MTBE which was the first major fuel additive to replace lead back in the 70's was later found to be extremely toxic to humans, and was removed immediately. I'm a little fuzzy on when exactly E10 starting getting pushed into gasoline, but it happened too quickly, before the govt understood what would happen.
What happened, across the board, is: yes, adding 10% ethanol cleans up the tailpipe emissions of a vehicle. The oxygenation adding ethanol provides lowers CO, benzene, toluene, xylene, ethyl benzene, lowers hydrocarbon output, and lowers the "soot" or tinge of black smoke coming out of the tailpipe. But, the same engine has to burn more fuel, than it would with straight gasoline. How much more fuel, can be anything from as low as 2-3% up to 25-30%. Does this offset the lower emissions per gallon? The answer is open for debate. But that aspect is small in comparison to everything else that's goes along with it.

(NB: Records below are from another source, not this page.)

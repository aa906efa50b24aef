use rand::Rng;
use std::future::Future;
use std::time::Duration;
use tracing::{debug, warn};

/// Retry configuration for database connections
#[derive(Debug, Clone)]
pub struct RetryConfig {
    /// Maximum number of retry attempts
    pub max_retries: u32,

    /// Initial delay between retries in milliseconds
    pub initial_delay_ms: u64,

    /// Maximum delay between retries in milliseconds
    pub max_delay_ms: u64,

    /// Multiplier for exponential backoff (typically 2.0)
    pub backoff_multiplier: f64,

    /// Whether to add jitter to prevent thundering herd
    pub use_jitter: bool,
}

impl RetryConfig {
    /// Create a new retry configuration with defaults
    ///
    /// Defaults:
    /// - max_retries: 3
    /// - initial_delay_ms: 100
    /// - max_delay_ms: 5000
    /// - backoff_multiplier: 2.0
    /// - use_jitter: true
    pub fn new() -> Self {
        Self::default()
    }

    pub fn with_max_retries(mut self, max_retries: u32) -> Self {
        self.max_retries = max_retries;
        self
    }

    pub fn with_initial_delay(mut self, delay_ms: u64) -> Self {
        self.initial_delay_ms = delay_ms;
        self
    }

    pub fn with_max_delay(mut self, delay_ms: u64) -> Self {
        self.max_delay_ms = delay_ms;
        self
    }

    pub fn without_jitter(mut self) -> Self {
        self.use_jitter = false;
        self
    }
}

impl Default for RetryConfig {
    fn default() -> Self {
        Self {
            max_retries: 3,
            initial_delay_ms: 100,
            max_delay_ms: 5000,
            backoff_multiplier: 2.0,
            use_jitter: true,
        }
    }
}

/// Retry an async operation with exponential backoff
///
/// # Example
/// ```ignore
/// use database::common::retry::{retry_with_backoff, RetryConfig};
///
/// let config = RetryConfig::new().with_max_retries(5);
/// let result = retry_with_backoff(|| database::postgres::connect(&db_url), config).await?;
/// ```
pub async fn retry_with_backoff<F, Fut, T, E>(mut operation: F, config: RetryConfig) -> Result<T, E>
where
    F: FnMut() -> Fut,
    Fut: Future<Output = Result<T, E>>,
    E: std::fmt::Display,
{
    let mut attempt = 0;
    let mut delay = config.initial_delay_ms;

    loop {
        match operation().await {
            Ok(result) => {
                if attempt > 0 {
                    debug!("Operation succeeded after {} retries", attempt);
                }
                return Ok(result);
            }
            Err(e) => {
                attempt += 1;

                if attempt > config.max_retries {
                    warn!(
                        "Operation failed after {} attempts: {}",
                        config.max_retries, e
                    );
                    return Err(e);
                }

                let current_delay = if config.use_jitter {
                    delay + rand::thread_rng().gen_range(0..=delay / 2)
                } else {
                    delay
                };
                let current_delay = current_delay.min(config.max_delay_ms);

                debug!(
                    "Attempt {} failed ({}), retrying in {}ms",
                    attempt, e, current_delay
                );
                tokio::time::sleep(Duration::from_millis(current_delay)).await;

                delay = ((delay as f64) * config.backoff_multiplier) as u64;
                delay = delay.min(config.max_delay_ms);
            }
        }
    }
}

/// Retry an async operation with the default configuration
pub async fn retry<F, Fut, T, E>(operation: F) -> Result<T, E>
where
    F: FnMut() -> Fut,
    Fut: Future<Output = Result<T, E>>,
    E: std::fmt::Display,
{
    retry_with_backoff(operation, RetryConfig::default()).await
}

#[cfg(test)]
mod tests {
    use super::*;
    use std::sync::atomic::{AtomicU32, Ordering};
    use std::sync::Arc;

    #[test]
    fn test_retry_config_builder() {
        let config = RetryConfig::new()
            .with_max_retries(5)
            .with_initial_delay(50)
            .with_max_delay(1000)
            .without_jitter();

        assert_eq!(config.max_retries, 5);
        assert_eq!(config.initial_delay_ms, 50);
        assert_eq!(config.max_delay_ms, 1000);
        assert!(!config.use_jitter);
    }

    #[tokio::test]
    async fn test_retry_succeeds_after_transient_failures() {
        let attempts = Arc::new(AtomicU32::new(0));
        let counter = Arc::clone(&attempts);

        let config = RetryConfig::new().with_initial_delay(1).without_jitter();
        let result = retry_with_backoff(
            move || {
                let counter = Arc::clone(&counter);
                async move {
                    if counter.fetch_add(1, Ordering::SeqCst) < 2 {
                        Err("transient failure")
                    } else {
                        Ok(42)
                    }
                }
            },
            config,
        )
        .await;

        assert_eq!(result, Ok(42));
        assert_eq!(attempts.load(Ordering::SeqCst), 3);
    }

    #[tokio::test]
    async fn test_retry_gives_up_after_max_retries() {
        let attempts = Arc::new(AtomicU32::new(0));
        let counter = Arc::clone(&attempts);

        let config = RetryConfig::new()
            .with_max_retries(2)
            .with_initial_delay(1)
            .without_jitter();
        let result: Result<u32, &str> = retry_with_backoff(
            move || {
                let counter = Arc::clone(&counter);
                async move {
                    counter.fetch_add(1, Ordering::SeqCst);
                    Err("permanent failure")
                }
            },
            config,
        )
        .await;

        assert!(result.is_err());
        // Initial attempt plus two retries
        assert_eq!(attempts.load(Ordering::SeqCst), 3);
    }
}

It was also supposed to lower our dependency on foreign oil - yet keep purchasing oil at the same rate, and create a surplus driving gas prices down. This didn't happen for a myriad of reasons. Granted today we don't buy anywhere near as much middle east oil as we used to, their prices still manipulate all oil futures. And I'll avoid the controversial politics the best I can, but the "added instability" in the middle east post 9/11 did not help oil futures at all.

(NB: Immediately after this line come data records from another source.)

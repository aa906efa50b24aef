//! Suppliers Domain
//!
//! Resource slice for suppliers, plus the external registry lookups that
//! resolve a tax identifier (CNPJ) to a company record and a postal code
//! (CEP) to an address record.

pub mod entity;
pub mod error;
pub mod handlers;
pub mod models;
pub mod postgres;
pub mod registry_client;
pub mod registry_models;
pub mod repository;
pub mod service;

// Re-export commonly used types
pub use error::{SupplierError, SupplierResult};
pub use handlers::ApiDoc;
pub use models::{CreateSupplier, Supplier, SupplierDto};
pub use postgres::PgSupplierRepository;
pub use registry_client::RegistryClient;
pub use registry_models::{AddressRecord, CompanyRecord};
pub use repository::{InMemorySupplierRepository, SupplierRepository};
pub use service::SupplierService;
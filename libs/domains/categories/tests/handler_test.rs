//! Handler tests for the Categories domain
//!
//! These tests drive the real router over the in-memory repository and
//! verify request decoding, status codes, and response bodies.

use axum::body::Body;
use axum::http::{header, Request, StatusCode};
use axum::Router;
use domain_categories::*;
use http_body_util::BodyExt;
use serde_json::json;
use test_utils::TestDataBuilder;
use tower::ServiceExt; // For oneshot()

fn app() -> Router {
    let repository = InMemoryCategoryRepository::new();
    let images = ImageStore::new(std::env::temp_dir().join("comercio-test-images"));
    let service = CategoryService::new(repository, images);
    handlers::router(service)
}

// Helper to parse JSON response body
async fn json_body<T: serde::de::DeserializeOwned>(body: Body) -> T {
    let bytes = body.collect().await.unwrap().to_bytes();
    serde_json::from_slice(&bytes).unwrap()
}

async fn text_body(body: Body) -> String {
    let bytes = body.collect().await.unwrap().to_bytes();
    String::from_utf8(bytes.to_vec()).unwrap()
}

fn post_json(uri: &str, body: serde_json::Value) -> Request<Body> {
    Request::builder()
        .method("POST")
        .uri(uri)
        .header(header::CONTENT_TYPE, "application/json")
        .body(Body::from(serde_json::to_string(&body).unwrap()))
        .unwrap()
}

#[tokio::test]
async fn test_create_category_returns_201_with_assigned_id() {
    let app = app();
    let builder = TestDataBuilder::from_test_name("category_create_201");

    let response = app
        .oneshot(post_json("/", json!({ "name": builder.name("category", "main") })))
        .await
        .unwrap();

    assert_eq!(response.status(), StatusCode::CREATED);

    let category: Category = json_body(response.into_body()).await;
    assert!(category.id >= 1);
    assert_eq!(category.name, builder.name("category", "main"));
}

#[tokio::test]
async fn test_create_category_rejects_blank_name() {
    let app = app();

    let response = app
        .oneshot(post_json("/", json!({ "name": "" })))
        .await
        .unwrap();

    assert_eq!(response.status(), StatusCode::BAD_REQUEST);
}

#[tokio::test]
async fn test_list_categories_with_no_records_returns_empty_list() {
    let app = app();

    let request = Request::builder().uri("/").body(Body::empty()).unwrap();
    let response = app.oneshot(request).await.unwrap();

    assert_eq!(response.status(), StatusCode::OK);

    let categories: Vec<Category> = json_body(response.into_body()).await;
    assert!(categories.is_empty());
}

#[tokio::test]
async fn test_get_missing_category_returns_404_with_id_in_message() {
    let app = app();

    let request = Request::builder().uri("/99").body(Body::empty()).unwrap();
    let response = app.oneshot(request).await.unwrap();

    assert_eq!(response.status(), StatusCode::NOT_FOUND);

    let body = text_body(response.into_body()).await;
    assert!(body.contains("Não foi encontrada Categoria com o id 99"));
}

#[tokio::test]
async fn test_category_lifecycle_create_get_delete_get() {
    let app = app();

    // Create
    let response = app
        .clone()
        .oneshot(post_json("/", json!({ "name": "Beverages" })))
        .await
        .unwrap();
    assert_eq!(response.status(), StatusCode::CREATED);
    let created: Category = json_body(response.into_body()).await;

    // Get
    let request = Request::builder()
        .uri(format!("/{}", created.id))
        .body(Body::empty())
        .unwrap();
    let response = app.clone().oneshot(request).await.unwrap();
    assert_eq!(response.status(), StatusCode::OK);
    let fetched: Category = json_body(response.into_body()).await;
    assert_eq!(fetched.id, created.id);
    assert_eq!(fetched.name, "Beverages");

    // Delete: 200 with empty body
    let request = Request::builder()
        .method("DELETE")
        .uri(format!("/{}", created.id))
        .body(Body::empty())
        .unwrap();
    let response = app.clone().oneshot(request).await.unwrap();
    assert_eq!(response.status(), StatusCode::OK);
    assert!(text_body(response.into_body()).await.is_empty());

    // Get after delete: 404 with the id-bearing message
    let request = Request::builder()
        .uri(format!("/{}", created.id))
        .body(Body::empty())
        .unwrap();
    let response = app.oneshot(request).await.unwrap();
    assert_eq!(response.status(), StatusCode::NOT_FOUND);
    let body = text_body(response.into_body()).await;
    assert!(body.contains(&format!("Não foi encontrada Categoria com o id {}", created.id)));
}

#[tokio::test]
async fn test_delete_is_idempotent_in_observable_effect() {
    let app = app();

    let response = app
        .clone()
        .oneshot(post_json("/", json!({ "name": "Padaria" })))
        .await
        .unwrap();
    let created: Category = json_body(response.into_body()).await;

    let delete = |id: i32| {
        Request::builder()
            .method("DELETE")
            .uri(format!("/{}", id))
            .body(Body::empty())
            .unwrap()
    };

    let first = app.clone().oneshot(delete(created.id)).await.unwrap();
    assert_eq!(first.status(), StatusCode::OK);

    let second = app.oneshot(delete(created.id)).await.unwrap();
    assert_eq!(second.status(), StatusCode::NOT_FOUND);
    assert!(text_body(second.into_body()).await.is_empty());
}

#[tokio::test]
async fn test_category_dto_roundtrip() {
    let app = app();

    // Create via DTO
    let response = app
        .clone()
        .oneshot(post_json("/dto", json!({ "id": 0, "name": "Hortifruti" })))
        .await
        .unwrap();
    assert_eq!(response.status(), StatusCode::CREATED);
    let created: CategoryDto = json_body(response.into_body()).await;
    assert!(created.id >= 1);

    // Get DTO view
    let request = Request::builder()
        .uri(format!("/dto/{}", created.id))
        .body(Body::empty())
        .unwrap();
    let response = app.clone().oneshot(request).await.unwrap();
    assert_eq!(response.status(), StatusCode::OK);
    let dto: CategoryDto = json_body(response.into_body()).await;
    assert_eq!(dto.name, "Hortifruti");

    // DTO view of a missing id is an explicit 404
    let request = Request::builder()
        .uri("/dto/12345")
        .body(Body::empty())
        .unwrap();
    let response = app.oneshot(request).await.unwrap();
    assert_eq!(response.status(), StatusCode::NOT_FOUND);
}

#[tokio::test]
async fn test_update_category_replaces_fields() {
    let app = app();

    let response = app
        .clone()
        .oneshot(post_json("/", json!({ "name": "Bebidas" })))
        .await
        .unwrap();
    let created: Category = json_body(response.into_body()).await;

    let mut updated = created.clone();
    updated.name = "Bebidas Geladas".to_string();
    updated.description = Some("Sucos e refrigerantes".to_string());

    let request = Request::builder()
        .method("PUT")
        .uri("/")
        .header(header::CONTENT_TYPE, "application/json")
        .body(Body::from(serde_json::to_string(&updated).unwrap()))
        .unwrap();
    let response = app.clone().oneshot(request).await.unwrap();
    assert_eq!(response.status(), StatusCode::OK);

    let returned: Category = json_body(response.into_body()).await;
    assert_eq!(returned.id, created.id);
    assert_eq!(returned.name, "Bebidas Geladas");
    assert_eq!(returned.description.as_deref(), Some("Sucos e refrigerantes"));
}

#[tokio::test]
async fn test_create_category_with_image_multipart() {
    let app = app();

    let boundary = "category-test-boundary";
    let payload = json!({ "name": "Congelados" }).to_string();
    let body = format!(
        "--{b}\r\n\
         Content-Disposition: form-data; name=\"categoria\"\r\n\r\n\
         {payload}\r\n\
         --{b}\r\n\
         Content-Disposition: form-data; name=\"file\"; filename=\"foto.png\"\r\n\
         Content-Type: image/png\r\n\r\n\
         fake-png-bytes\r\n\
         --{b}--\r\n",
        b = boundary,
        payload = payload
    );

    let request = Request::builder()
        .method("POST")
        .uri("/com-foto")
        .header(
            header::CONTENT_TYPE,
            format!("multipart/form-data; boundary={}", boundary),
        )
        .body(Body::from(body))
        .unwrap();
    let response = app.oneshot(request).await.unwrap();

    assert_eq!(response.status(), StatusCode::CREATED);

    let category: Category = json_body(response.into_body()).await;
    assert_eq!(category.name, "Congelados");
    let image = category.image.expect("image reference should be stored");
    assert!(image.contains("foto.png"));
}

#[tokio::test]
async fn test_create_category_with_image_missing_part_is_processing_error() {
    let app = app();

    let boundary = "category-test-boundary";
    let body = format!(
        "--{b}\r\n\
         Content-Disposition: form-data; name=\"categoria\"\r\n\r\n\
         {{\"name\":\"Sem foto\"}}\r\n\
         --{b}--\r\n",
        b = boundary
    );

    let request = Request::builder()
        .method("POST")
        .uri("/com-foto")
        .header(
            header::CONTENT_TYPE,
            format!("multipart/form-data; boundary={}", boundary),
        )
        .body(Body::from(body))
        .unwrap();
    let response = app.oneshot(request).await.unwrap();

    assert_eq!(response.status(), StatusCode::INTERNAL_SERVER_ERROR);
}
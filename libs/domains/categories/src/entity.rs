use sea_orm::entity::prelude::*;
use sea_orm::ActiveValue::{NotSet, Set};
use serde::{Deserialize, Serialize};

use crate::models::{Category, CreateCategory};

/// Sea-ORM entity for the categories table
#[derive(Clone, Debug, PartialEq, DeriveEntityModel, Serialize, Deserialize)]
#[sea_orm(table_name = "categories")]
pub struct Model {
    #[sea_orm(primary_key)]
    pub id: i32,
    pub name: String,
    #[sea_orm(column_type = "Text", nullable)]
    pub description: Option<String>,
    pub image: Option<String>,
    pub created_at: DateTimeWithTimeZone,
    pub updated_at: DateTimeWithTimeZone,
}

#[derive(Copy, Clone, Debug, EnumIter, DeriveRelation)]
pub enum Relation {}

impl ActiveModelBehavior for ActiveModel {}

// Conversion from Sea-ORM Model to domain Category
impl From<Model> for Category {
    fn from(model: Model) -> Self {
        Self {
            id: model.id,
            name: model.name,
            description: model.description,
            image: model.image,
            created_at: model.created_at.into(),
            updated_at: model.updated_at.into(),
        }
    }
}

// Conversion from domain CreateCategory to Sea-ORM ActiveModel
impl From<CreateCategory> for ActiveModel {
    fn from(input: CreateCategory) -> Self {
        let now = chrono::Utc::now();
        ActiveModel {
            id: NotSet,
            name: Set(input.name),
            description: Set(input.description),
            image: Set(input.image),
            created_at: Set(now.into()),
            updated_at: Set(now.into()),
        }
    }
}
//! Readiness endpoint

use axum::{extract::State, http::StatusCode, routing::get, Json, Router};
use serde::Serialize;

use crate::state::AppState;

#[derive(Serialize)]
struct ReadyResponse {
    ready: bool,
    database: &'static str,
}

async fn ready(State(state): State<AppState>) -> (StatusCode, Json<ReadyResponse>) {
    match database::postgres::check_health(&state.db).await {
        Ok(()) => (
            StatusCode::OK,
            Json(ReadyResponse {
                ready: true,
                database: "connected",
            }),
        ),
        Err(e) => {
            tracing::error!("Readiness check failed: {}", e);
            (
                StatusCode::SERVICE_UNAVAILABLE,
                Json(ReadyResponse {
                    ready: false,
                    database: "disconnected",
                }),
            )
        }
    }
}

pub fn router(state: AppState) -> Router {
    Router::new().route("/ready", get(ready)).with_state(state)
}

E10 (really the farming subsidies for E corn), depending on if you believe the earth is a flat circle or not, does produce toxic-to-human and agriculture emissions, during ethanol production. It also brought big politics into the mix - which, just like the middle east instability, is never a good thing. This also further increased the price of gas indirectly, because who pays for the subsidies to boost the E corn farming industry? I'll give anybody two chances to correctly answer that question, but I'm pretty confident that most will answer it right on the first try.

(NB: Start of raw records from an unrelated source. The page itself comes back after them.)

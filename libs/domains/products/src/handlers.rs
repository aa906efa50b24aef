use axum::{
    extract::{Path, Query, State},
    http::StatusCode,
    response::IntoResponse,
    routing::{get, post},
    Json, Router,
};
use axum_helpers::ValidatedJson;
use std::sync::Arc;
use utoipa::OpenApi;

use crate::error::{ProductError, ProductResult};
use crate::models::{CreateProduct, IdQuery, Product, ProductDto, SkuQuery};
use crate::repository::ProductRepository;
use crate::service::ProductService;

pub const TAG: &str = "Produto";

/// OpenAPI documentation for the Product API
#[derive(OpenApi)]
#[openapi(
    paths(
        list_products,
        get_product_dto,
        get_product,
        check_sku_query,
        check_id_request,
        create_product,
        create_product_dto,
        update_product,
        delete_product,
        delete_product_by_id,
    ),
    components(schemas(Product, ProductDto, CreateProduct)),
    tags(
        (name = TAG, description = "Product management endpoints")
    )
)]
pub struct ApiDoc;

/// Create the product router with all HTTP endpoints
pub fn router<R: ProductRepository + 'static>(service: ProductService<R>) -> Router {
    let shared_service = Arc::new(service);

    Router::new()
        .route(
            "/",
            get(list_products)
                .post(create_product)
                .put(update_product)
                .delete(delete_product),
        )
        .route("/dto", post(create_product_dto))
        .route("/dto/{id}", get(get_product_dto))
        .route("/query", get(check_sku_query))
        .route("/request", get(check_id_request))
        .route("/{id}", get(get_product).delete(delete_product_by_id))
        .with_state(shared_service)
}

/// List all products.
///
/// By convention an empty table is reported as 404, not as an empty list.
#[utoipa::path(
    get,
    path = "",
    tag = TAG,
    responses(
        (status = 200, description = "List of products", body = Vec<Product>),
        (status = 404, description = "No products stored")
    )
)]
async fn list_products<R: ProductRepository>(
    State(service): State<Arc<ProductService<R>>>,
) -> ProductResult<Json<Vec<Product>>> {
    let products = service.list_products().await?;

    if products.is_empty() {
        return Err(ProductError::NoneFound);
    }
    Ok(Json(products))
}

/// Get a product by id, projected to its DTO shape
#[utoipa::path(
    get,
    path = "/dto/{id}",
    tag = TAG,
    params(
        ("id" = i32, Path, description = "Product id")
    ),
    responses(
        (status = 200, description = "Product found", body = ProductDto),
        (status = 404, description = "No product with the given id")
    )
)]
async fn get_product_dto<R: ProductRepository>(
    State(service): State<Arc<ProductService<R>>>,
    Path(id): Path<i32>,
) -> ProductResult<Json<ProductDto>> {
    let dto = service.get_product_dto(id).await?;
    Ok(Json(dto))
}

/// Get a product by id
#[utoipa::path(
    get,
    path = "/{id}",
    tag = TAG,
    params(
        ("id" = i32, Path, description = "Product id")
    ),
    responses(
        (status = 200, description = "Product found", body = Product),
        (status = 404, description = "No product with the given id")
    )
)]
async fn get_product<R: ProductRepository>(
    State(service): State<Arc<ProductService<R>>>,
    Path(id): Path<i32>,
) -> ProductResult<Json<Product>> {
    let product = service.get_product(id).await?;
    Ok(Json(product))
}

/// SKU validation stub.
///
/// Checks the `sku` query parameter is present and non-blank, performs no
/// lookup, and answers 100 Continue with an empty body.
#[utoipa::path(
    get,
    path = "/query",
    tag = TAG,
    params(SkuQuery),
    responses(
        (status = 100, description = "Constraint satisfied; no lookup performed"),
        (status = 400, description = "Blank or missing sku")
    )
)]
async fn check_sku_query<R: ProductRepository>(
    State(_service): State<Arc<ProductService<R>>>,
    Query(query): Query<SkuQuery>,
) -> ProductResult<StatusCode> {
    if query.sku.trim().is_empty() {
        return Err(ProductError::Validation(
            "O sku deve ser preenchido.".to_string(),
        ));
    }
    Ok(StatusCode::CONTINUE)
}

/// Id validation stub.
///
/// The extractor rejects a missing or non-numeric `id` with 400; nothing
/// else is checked and no lookup is performed.
#[utoipa::path(
    get,
    path = "/request",
    tag = TAG,
    params(IdQuery),
    responses(
        (status = 100, description = "Constraint satisfied; no lookup performed"),
        (status = 400, description = "Missing or non-numeric id")
    )
)]
async fn check_id_request<R: ProductRepository>(
    State(_service): State<Arc<ProductService<R>>>,
    Query(_query): Query<IdQuery>,
) -> ProductResult<StatusCode> {
    Ok(StatusCode::CONTINUE)
}

/// Create a new product
#[utoipa::path(
    post,
    path = "",
    tag = TAG,
    request_body = CreateProduct,
    responses(
        (status = 201, description = "Product created successfully", body = Product),
        (status = 400, description = "Invalid payload or unknown category"),
        (status = 409, description = "Duplicate sku")
    )
)]
async fn create_product<R: ProductRepository>(
    State(service): State<Arc<ProductService<R>>>,
    ValidatedJson(input): ValidatedJson<CreateProduct>,
) -> ProductResult<impl IntoResponse> {
    let product = service.create_product(input).await?;
    Ok((StatusCode::CREATED, Json(product)))
}

/// Create a new product from its DTO shape
#[utoipa::path(
    post,
    path = "/dto",
    tag = TAG,
    request_body = ProductDto,
    responses(
        (status = 201, description = "Product created successfully", body = ProductDto)
    )
)]
async fn create_product_dto<R: ProductRepository>(
    State(service): State<Arc<ProductService<R>>>,
    Json(dto): Json<ProductDto>,
) -> ProductResult<impl IntoResponse> {
    let created = service.create_product_dto(dto).await?;
    Ok((StatusCode::CREATED, Json(created)))
}

/// Update a product
#[utoipa::path(
    put,
    path = "",
    tag = TAG,
    request_body = Product,
    responses(
        (status = 200, description = "Product updated successfully", body = Product),
        (status = 404, description = "No product with the embedded id")
    )
)]
async fn update_product<R: ProductRepository>(
    State(service): State<Arc<ProductService<R>>>,
    Json(input): Json<Product>,
) -> ProductResult<Json<Product>> {
    let product = service.update_product(input).await?;
    Ok(Json(product))
}

/// Delete a product, resolved by the id embedded in the submitted entity
#[utoipa::path(
    delete,
    path = "",
    tag = TAG,
    request_body = Product,
    responses(
        (status = 200, description = "Product deleted", body = String),
        (status = 404, description = "No product with the embedded id", body = String)
    )
)]
async fn delete_product<R: ProductRepository>(
    State(service): State<Arc<ProductService<R>>>,
    Json(input): Json<Product>,
) -> ProductResult<(StatusCode, String)> {
    delete_product_response(&service, input.id).await
}

/// Delete a product by id
#[utoipa::path(
    delete,
    path = "/{id}",
    tag = TAG,
    params(
        ("id" = i32, Path, description = "Product id")
    ),
    responses(
        (status = 200, description = "Product deleted", body = String),
        (status = 404, description = "No product with the given id", body = String)
    )
)]
async fn delete_product_by_id<R: ProductRepository>(
    State(service): State<Arc<ProductService<R>>>,
    Path(id): Path<i32>,
) -> ProductResult<(StatusCode, String)> {
    delete_product_response(&service, id).await
}

async fn delete_product_response<R: ProductRepository>(
    service: &ProductService<R>,
    id: i32,
) -> ProductResult<(StatusCode, String)> {
    match service.delete_product(id).await {
        Ok(()) => Ok((
            StatusCode::OK,
            format!("O Produto de id = {} foi excluído com sucesso.", id),
        )),
        Err(ProductError::NotFound(_)) => Ok((
            StatusCode::NOT_FOUND,
            format!(
                "Não foi possível excluir. O Produto de id = {} não foi encontrado.",
                id
            ),
        )),
        Err(e) => Err(e),
    }
}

So, you, me, all of us, do the math... Yes, there's lower greenhouse emissions per gallon of E10 gas, but we need to burn more gallons to do the same work (making power, driving miles, ect). Plus the emissions associated with producing ethanol for gas. Did it really lower emissions overall enough to quantify the higher expenses of, not just gas, but the higher cost of cars today (because the manufacturers needed to R&D better engines to increase total efficiency, to compensate for the gas, and to stay competitive in the market), and the taxes we all paid to beef the industry up? In my opinion, based on years of being in the automotive industry, plus being (non-financially) related to a 8500 acre
ethanol corn farm in central IL... No. My cousin, who owns the farm, will argue this with me to death, but E10 doesn't quantify it for me, or anybody else that doesn't have financial ties to ethanol and is educated on the matter. We also didn't get the benefits, the govt said we'd get, of lower gas prices at the pump... Looks like a fail to me.
However, a cool thing that came from the manufacturer side, was the engine tech that came from all this (even though we pay for it when we buy a new car). Example - 2002 Camaro SS, 325hp, 16/23MPG. 2015 Camaro SS, 426hp, 16/24MPG, and it's roughly 500 pounds heavier. Granted the bigger engine can be noted for helping the huge increase in power, but that extra air volume from the 6.2L (vs the 5.7) should = more fuel needed too. And it does. But the newer 6.2 *wastes* so much less energy than the older 5.7, it can achieve the same fuel economy for the heavier car, because it needs to work that much less to do the same work. The transmission plays a big part in this too. Newer transmission designs are SO much better than they used to be. Same thing applies to our trucks, and pretty much every vehicle sold today vs 5-10+ years ago.
Also - I'm a huge fan of E85-E100. Why? Because E85 costs about the same as regular gas, it could still be less, like it used to be in 06ish-2010/2011. And it's like running 110 octane all the time. You'll get about 20-35% more fuel consumption, but you can run around with a hot tune all the time. This is great for forced induction cars that are modified. I'm not going to get really crazy into that, besides saying I used to pay $15 bucks to "produce" (in my cousins backyard) 50-60 gallons of E100, and use that in the Evo 8 I used to take racing. Good times.
Modern ECU's will negate most of the difference between E10 and E0 gasoline in many-most stock cars, but jump over to the aftermarket tuning side of the house, where you can extract more power (efficiency - because factory tunes ALWAYS leave room on the table for safety, tolerance differences and reliability reasons) out of the gas you run. E0 will outperform E10.